Task item ▸ Give back all the data exactly as it was written.

Provided data ▸
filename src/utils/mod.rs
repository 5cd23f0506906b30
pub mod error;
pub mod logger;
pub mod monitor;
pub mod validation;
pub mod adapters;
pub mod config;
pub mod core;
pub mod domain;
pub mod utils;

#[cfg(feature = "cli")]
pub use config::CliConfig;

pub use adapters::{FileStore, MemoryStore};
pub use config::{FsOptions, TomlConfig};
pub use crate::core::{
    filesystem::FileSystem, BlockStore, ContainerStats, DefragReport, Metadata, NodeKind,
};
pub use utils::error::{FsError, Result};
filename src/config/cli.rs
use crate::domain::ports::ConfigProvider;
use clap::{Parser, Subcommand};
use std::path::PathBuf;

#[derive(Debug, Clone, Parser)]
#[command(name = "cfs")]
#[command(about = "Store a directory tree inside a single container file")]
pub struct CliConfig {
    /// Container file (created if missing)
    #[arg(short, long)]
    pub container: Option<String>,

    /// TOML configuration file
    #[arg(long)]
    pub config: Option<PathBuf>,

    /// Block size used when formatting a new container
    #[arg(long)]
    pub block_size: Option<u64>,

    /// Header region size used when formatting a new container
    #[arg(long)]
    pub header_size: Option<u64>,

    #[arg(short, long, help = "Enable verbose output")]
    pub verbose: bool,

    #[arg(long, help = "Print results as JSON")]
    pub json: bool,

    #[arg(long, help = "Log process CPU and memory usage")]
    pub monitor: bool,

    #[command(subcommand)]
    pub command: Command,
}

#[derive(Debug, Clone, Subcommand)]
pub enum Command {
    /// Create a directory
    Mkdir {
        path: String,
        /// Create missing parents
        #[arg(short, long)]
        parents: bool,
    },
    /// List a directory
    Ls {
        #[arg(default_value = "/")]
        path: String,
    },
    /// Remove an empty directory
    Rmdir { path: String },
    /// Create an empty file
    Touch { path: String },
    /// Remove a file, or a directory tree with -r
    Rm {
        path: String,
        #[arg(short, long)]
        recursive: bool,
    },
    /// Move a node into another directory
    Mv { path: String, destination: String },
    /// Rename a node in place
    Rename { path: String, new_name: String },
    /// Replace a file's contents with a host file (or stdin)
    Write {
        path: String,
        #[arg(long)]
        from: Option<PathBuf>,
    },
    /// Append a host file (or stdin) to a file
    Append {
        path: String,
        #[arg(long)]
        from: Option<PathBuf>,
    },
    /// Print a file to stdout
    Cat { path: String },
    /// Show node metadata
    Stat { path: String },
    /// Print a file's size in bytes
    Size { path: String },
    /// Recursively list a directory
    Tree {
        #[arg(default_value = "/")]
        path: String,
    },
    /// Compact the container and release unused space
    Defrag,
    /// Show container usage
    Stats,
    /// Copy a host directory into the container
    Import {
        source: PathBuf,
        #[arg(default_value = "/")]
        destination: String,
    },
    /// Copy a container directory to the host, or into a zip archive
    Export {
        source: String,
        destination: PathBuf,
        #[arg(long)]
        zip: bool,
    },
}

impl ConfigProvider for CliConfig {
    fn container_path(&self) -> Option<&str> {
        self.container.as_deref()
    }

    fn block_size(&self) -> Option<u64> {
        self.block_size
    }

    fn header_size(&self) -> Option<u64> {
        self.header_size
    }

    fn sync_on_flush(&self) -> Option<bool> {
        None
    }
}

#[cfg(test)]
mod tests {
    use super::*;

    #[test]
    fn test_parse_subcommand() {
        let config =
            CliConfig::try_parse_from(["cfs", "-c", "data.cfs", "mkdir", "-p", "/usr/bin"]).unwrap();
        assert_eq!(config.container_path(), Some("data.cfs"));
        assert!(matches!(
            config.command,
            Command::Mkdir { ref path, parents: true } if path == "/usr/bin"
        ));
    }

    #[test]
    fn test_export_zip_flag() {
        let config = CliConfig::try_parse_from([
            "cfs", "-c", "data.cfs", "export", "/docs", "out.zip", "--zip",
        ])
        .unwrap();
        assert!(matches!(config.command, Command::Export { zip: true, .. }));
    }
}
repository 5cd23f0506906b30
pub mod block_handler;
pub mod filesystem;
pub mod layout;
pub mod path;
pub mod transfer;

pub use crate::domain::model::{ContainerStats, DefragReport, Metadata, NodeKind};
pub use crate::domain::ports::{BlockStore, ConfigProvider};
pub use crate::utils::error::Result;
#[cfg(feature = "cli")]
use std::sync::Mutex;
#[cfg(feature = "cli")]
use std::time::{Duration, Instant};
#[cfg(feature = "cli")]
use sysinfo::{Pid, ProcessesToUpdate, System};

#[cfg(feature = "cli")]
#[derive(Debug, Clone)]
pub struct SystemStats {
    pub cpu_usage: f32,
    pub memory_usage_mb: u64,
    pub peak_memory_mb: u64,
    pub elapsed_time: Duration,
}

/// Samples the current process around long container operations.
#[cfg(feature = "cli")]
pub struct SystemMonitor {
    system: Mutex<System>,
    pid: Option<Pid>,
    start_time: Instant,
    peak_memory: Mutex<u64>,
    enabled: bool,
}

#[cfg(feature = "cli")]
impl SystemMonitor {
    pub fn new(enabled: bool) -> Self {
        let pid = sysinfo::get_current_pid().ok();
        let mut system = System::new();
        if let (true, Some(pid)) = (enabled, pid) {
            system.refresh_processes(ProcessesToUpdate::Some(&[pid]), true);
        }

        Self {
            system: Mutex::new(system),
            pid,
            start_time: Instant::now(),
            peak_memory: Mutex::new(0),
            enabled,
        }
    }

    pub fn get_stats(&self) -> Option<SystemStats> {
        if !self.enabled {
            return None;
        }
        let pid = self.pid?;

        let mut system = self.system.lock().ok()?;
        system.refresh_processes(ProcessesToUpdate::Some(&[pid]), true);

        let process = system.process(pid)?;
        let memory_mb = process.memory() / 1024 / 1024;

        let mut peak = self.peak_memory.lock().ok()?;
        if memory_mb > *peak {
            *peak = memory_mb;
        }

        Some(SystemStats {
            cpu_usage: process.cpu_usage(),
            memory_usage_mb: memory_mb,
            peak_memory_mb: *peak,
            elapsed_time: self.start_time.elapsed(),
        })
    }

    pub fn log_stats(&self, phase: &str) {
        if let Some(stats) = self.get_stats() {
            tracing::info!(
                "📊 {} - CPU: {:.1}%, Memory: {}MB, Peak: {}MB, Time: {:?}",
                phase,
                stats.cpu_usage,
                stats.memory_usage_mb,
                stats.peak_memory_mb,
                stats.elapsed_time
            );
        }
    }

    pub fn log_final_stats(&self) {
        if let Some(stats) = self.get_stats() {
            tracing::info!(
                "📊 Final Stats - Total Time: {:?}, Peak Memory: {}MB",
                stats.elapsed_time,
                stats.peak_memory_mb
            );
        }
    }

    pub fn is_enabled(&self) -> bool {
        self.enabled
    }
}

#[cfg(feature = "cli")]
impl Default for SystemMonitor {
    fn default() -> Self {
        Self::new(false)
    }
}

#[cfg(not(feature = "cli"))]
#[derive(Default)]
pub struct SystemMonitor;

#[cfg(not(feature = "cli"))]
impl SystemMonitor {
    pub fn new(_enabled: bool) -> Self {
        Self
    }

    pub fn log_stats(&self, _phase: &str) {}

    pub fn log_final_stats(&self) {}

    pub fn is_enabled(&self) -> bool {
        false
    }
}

Expected answer ▸
filename src/utils/mod.rs
repository 5cd23f0506906b30
pub mod error;
pub mod logger;
pub mod monitor;
pub mod validation;
pub mod adapters;
pub mod config;
pub mod core;
pub mod domain;
pub mod utils;

#[cfg(feature = "cli")]
pub use config::CliConfig;

pub use adapters::{FileStore, MemoryStore};
pub use config::{FsOptions, TomlConfig};
pub use crate::core::{
    filesystem::FileSystem, BlockStore, ContainerStats, DefragReport, Metadata, NodeKind,
};
pub use utils::error::{FsError, Result};
filename src/config/cli.rs
use crate::domain::ports::ConfigProvider;
use clap::{Parser, Subcommand};
use std::path::PathBuf;

#[derive(Debug, Clone, Parser)]
#[command(name = "cfs")]
#[command(about = "Store a directory tree inside a single container file")]
pub struct CliConfig {
    /// Container file (created if missing)
    #[arg(short, long)]
    pub container: Option<String>,

    /// TOML configuration file
    #[arg(long)]
    pub config: Option<PathBuf>,

    /// Block size used when formatting a new container
    #[arg(long)]
    pub block_size: Option<u64>,

    /// Header region size used when formatting a new container
    #[arg(long)]
    pub header_size: Option<u64>,

    #[arg(short, long, help = "Enable verbose output")]
    pub verbose: bool,

    #[arg(long, help = "Print results as JSON")]
    pub json: bool,

    #[arg(long, help = "Log process CPU and memory usage")]
    pub monitor: bool,

    #[command(subcommand)]
    pub command: Command,
}

#[derive(Debug, Clone, Subcommand)]
pub enum Command {
    /// Create a directory
    Mkdir {
        path: String,
        /// Create missing parents
        #[arg(short, long)]
        parents: bool,
    },
    /// List a directory
    Ls {
        #[arg(default_value = "/")]
        path: String,
    },
    /// Remove an empty directory
    Rmdir { path: String },
    /// Create an empty file
    Touch { path: String },
    /// Remove a file, or a directory tree with -r
    Rm {
        path: String,
        #[arg(short, long)]
        recursive: bool,
    },
    /// Move a node into another directory
    Mv { path: String, destination: String },
    /// Rename a node in place
    Rename { path: String, new_name: String },
    /// Replace a file's contents with a host file (or stdin)
    Write {
        path: String,
        #[arg(long)]
        from: Option<PathBuf>,
    },
    /// Append a host file (or stdin) to a file
    Append {
        path: String,
        #[arg(long)]
        from: Option<PathBuf>,
    },
    /// Print a file to stdout
    Cat { path: String },
    /// Show node metadata
    Stat { path: String },
    /// Print a file's size in bytes
    Size { path: String },
    /// Recursively list a directory
    Tree {
        #[arg(default_value = "/")]
        path: String,
    },
    /// Compact the container and release unused space
    Defrag,
    /// Show container usage
    Stats,
    /// Copy a host directory into the container
    Import {
        source: PathBuf,
        #[arg(default_value = "/")]
        destination: String,
    },
    /// Copy a container directory to the host, or into a zip archive
    Export {
        source: String,
        destination: PathBuf,
        #[arg(long)]
        zip: bool,
    },
}

impl ConfigProvider for CliConfig {
    fn container_path(&self) -> Option<&str> {
        self.container.as_deref()
    }

    fn block_size(&self) -> Option<u64> {
        self.block_size
    }

    fn header_size(&self) -> Option<u64> {
        self.header_size
    }

    fn sync_on_flush(&self) -> Option<bool> {
        None
    }
}

#[cfg(test)]
mod tests {
    use super::*;

    #[test]
    fn test_parse_subcommand() {
        let config =
            CliConfig::try_parse_from(["cfs", "-c", "data.cfs", "mkdir", "-p", "/usr/bin"]).unwrap();
        assert_eq!(config.container_path(), Some("data.cfs"));
        assert!(matches!(
            config.command,
            Command::Mkdir { ref path, parents: true } if path == "/usr/bin"
        ));
    }

    #[test]
    fn test_export_zip_flag() {
        let config = CliConfig::try_parse_from([
            "cfs", "-c", "data.cfs", "export", "/docs", "out.zip", "--zip",
        ])
        .unwrap();
        assert!(matches!(config.command, Command::Export { zip: true, .. }));
    }
}
repository 5cd23f0506906b30
pub mod block_handler;
pub mod filesystem;
pub mod layout;
pub mod path;
pub mod transfer;

pub use crate::domain::model::{ContainerStats, DefragReport, Metadata, NodeKind};
pub use crate::domain::ports::{BlockStore, ConfigProvider};
pub use crate::utils::error::Result;
#[cfg(feature = "cli")]
use std::sync::Mutex;
#[cfg(feature = "cli")]
use std::time::{Duration, Instant};
#[cfg(feature = "cli")]
use sysinfo::{Pid, ProcessesToUpdate, System};

#[cfg(feature = "cli")]
#[derive(Debug, Clone)]
pub struct SystemStats {
    pub cpu_usage: f32,
    pub memory_usage_mb: u64,
    pub peak_memory_mb: u64,
    pub elapsed_time: Duration,
}

/// Samples the current process around long container operations.
#[cfg(feature = "cli")]
pub struct SystemMonitor {
    system: Mutex<System>,
    pid: Option<Pid>,
    start_time: Instant,
    peak_memory: Mutex<u64>,
    enabled: bool,
}

#[cfg(feature = "cli")]
impl SystemMonitor {
    pub fn new(enabled: bool) -> Self {
        let pid = sysinfo::get_current_pid().ok();
        let mut system = System::new();
        if let (true, Some(pid)) = (enabled, pid) {
            system.refresh_processes(ProcessesToUpdate::Some(&[pid]), true);
        }

        Self {
            system: Mutex::new(system),
            pid,
            start_time: Instant::now(),
            peak_memory: Mutex::new(0),
            enabled,
        }
    }

    pub fn get_stats(&self) -> Option<SystemStats> {
        if !self.enabled {
            return None;
        }
        let pid = self.pid?;

        let mut system = self.system.lock().ok()?;
        system.refresh_processes(ProcessesToUpdate::Some(&[pid]), true);

        let process = system.process(pid)?;
        let memory_mb = process.memory() / 1024 / 1024;

        let mut peak = self.peak_memory.lock().ok()?;
        if memory_mb > *peak {
            *peak = memory_mb;
        }

        Some(SystemStats {
            cpu_usage: process.cpu_usage(),
            memory_usage_mb: memory_mb,
            peak_memory_mb: *peak,
            elapsed_time: self.start_time.elapsed(),
        })
    }

    pub fn log_stats(&self, phase: &str) {
        if let Some(stats) = self.get_stats() {
            tracing::info!(
                "📊 {} - CPU: {:.1}%, Memory: {}MB, Peak: {}MB, Time: {:?}",
                phase,
                stats.cpu_usage,
                stats.memory_usage_mb,
                stats.peak_memory_mb,
                stats.elapsed_time
            );
        }
    }

    pub fn log_final_stats(&self) {
        if let Some(stats) = self.get_stats() {
            tracing::info!(
                "📊 Final Stats - Total Time: {:?}, Peak Memory: {}MB",
                stats.elapsed_time,
                stats.peak_memory_mb
            );
        }
    }

    pub fn is_enabled(&self) -> bool {
        self.enabled
    }
}

#[cfg(feature = "cli")]
impl Default for SystemMonitor {
    fn default() -> Self {
        Self::new(false)
    }
}

#[cfg(not(feature = "cli"))]
#[derive(Default)]
pub struct SystemMonitor;

#[cfg(not(feature = "cli"))]
impl SystemMonitor {
    pub fn new(_enabled: bool) -> Self {
        Self
    }

    pub fn log_stats(&self, _phase: &str) {}

    pub fn log_final_stats(&self) {}

    pub fn is_enabled(&self) -> bool {
        false
    }
}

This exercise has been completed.